Paywalls and Robin Hoods: the tale of Elsevier and Paywalls and Robin Hoods: the tale of Elsevier and Reviewed by Jeremy on Friday, October 02, 2015 Rating: 5


  1. sympathetic to the naked breaking of ip law....

    Methinks the author might want a different profession.

  2. "if not viable under the current capitalist regime" now that sounds ominous.

  3. I don't mind subsidising Elbakyan. Happy to work my ass off to pay for food, accomodation, a nice car and holidays and anything else required. Where do I send fill in my credit car details? Or should I just send my credit card?

  4. "if not viable under the current capitalist regime" now that sounds ominous.

    Evidently a closet Corbynite ... :-)

  5. Academic publishing is an interesting example of the power of branding. Once publishers provided the presses and plant necessary to distribute articles. Now given the digitization of the press, all they provide is an organizing function. Public money is used to fund research, peer review of articles submitted to journals is carried out on a volunteer basis by academics for no renumeration and subscriptions to journals are again usually paid for by public money. Publishers are handsomely paid to apply what is essentially a certification mark to chosen articles. However, that branding by "high impact" journals is valuable because papers are the currency of the academic world leading to tenure, grants and promotion. Academics should realize that can still be achieved while not assigning copyright.

  6. "This statement misunderstands the idea/expression dichotomy as Elsevier does not actually own the knowledge but rather the expression of the knowledge in the form of the articles."

    This is a naive statement, in the sense it is using "own" in a very formalistic way that is totally divorced from the real-world understanding of the word.

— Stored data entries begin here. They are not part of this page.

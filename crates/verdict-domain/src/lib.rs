//! Verdict Domain Layer
//!
//! Core model for the verdict conversion pipeline. It has zero external
//! dependencies and defines the fundamental value objects and trait
//! interfaces that all other layers depend upon.
//!
//! ## Key Concepts
//!
//! - **SourceDocument**: one input file (a Hebrew court verdict) held by the
//!   document storage collaborator
//! - **OutputRecord**: the structured JSON record derived from one document
//! - **RunSummary**: the aggregate outcome of a single batch run
//!
//! ## Architecture
//!
//! - No external crate dependencies
//! - Pure domain types only
//! - Infrastructure implementations (storage, text extraction, generation
//!   API) live in other crates behind the traits in [`traits`]

#![warn(missing_docs)]
#![warn(clippy::all)]

pub mod document;
pub mod summary;
pub mod traits;

// Re-exports for convenience
pub use document::{OutputRecord, SourceDocument, MIME_WORD_LEGACY, MIME_WORD_XML};
pub use summary::RunSummary;
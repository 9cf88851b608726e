//! Aggregate outcome of one batch run

use std::fmt;

/// Per-run counters, accumulated by the orchestrator as it visits each
/// document. Ephemeral: nothing is persisted between runs.
#[derive(Debug, Clone, Copy, Default, PartialEq, Eq)]
pub struct RunSummary {
    /// Documents for which a record was written
    pub processed: usize,

    /// Documents skipped because their MIME type is unsupported
    pub skipped: usize,

    /// Documents whose extraction, generation, or write step failed
    pub failed: usize,
}

impl RunSummary {
    /// Whether the run produced no records at all
    pub fn is_empty(&self) -> bool {
        self.processed == 0
    }
}

impl fmt::Display for RunSummary {
    fn fmt(&self, f: &mut fmt::Formatter<'_>) -> fmt::Result {
        write!(
            f,
            "{} processed, {} skipped, {} failed",
            self.processed, self.skipped, self.failed
        )
    }
}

    If you publish in an Elsevier journal, you won't be able to use the figures illustrating raw data in your paper without "permission" from Elsevier - never mind that there is (or should be) no copyright in the data itself, because of that very same idea/expression dichotomy. The publisher will and does blandly state it owns copyright to the article itself, and not merely the expressive portions thereof.

    They control, whether fairly or not, access to the data ("knowledge") - and in any real sense of the word, the consequently own it.

    That they shouldn't own all of it is something entirely different.

    Even the quote confuses things by saying "in the form of the articles". Not everything in an article is copyrightable - but the very form of this expression belies the assumption that it is. And this is why people like Alexandra Elbakyan are confused and outraged - their instincts tell them what the law actually says should be the case - the knowledge/data itself isn't owned, but the entire world acts as if it actually is - publishers and copyright lawyers alike.

  7. More on copyright versus open access from an economic point of view:

  8. This seems to be more of a cultural problem in academia. An academic's status is based largely on the journals they publish in, and the reputable journals are owned by publishers like Elsevier. It would be nice if there was an alternative.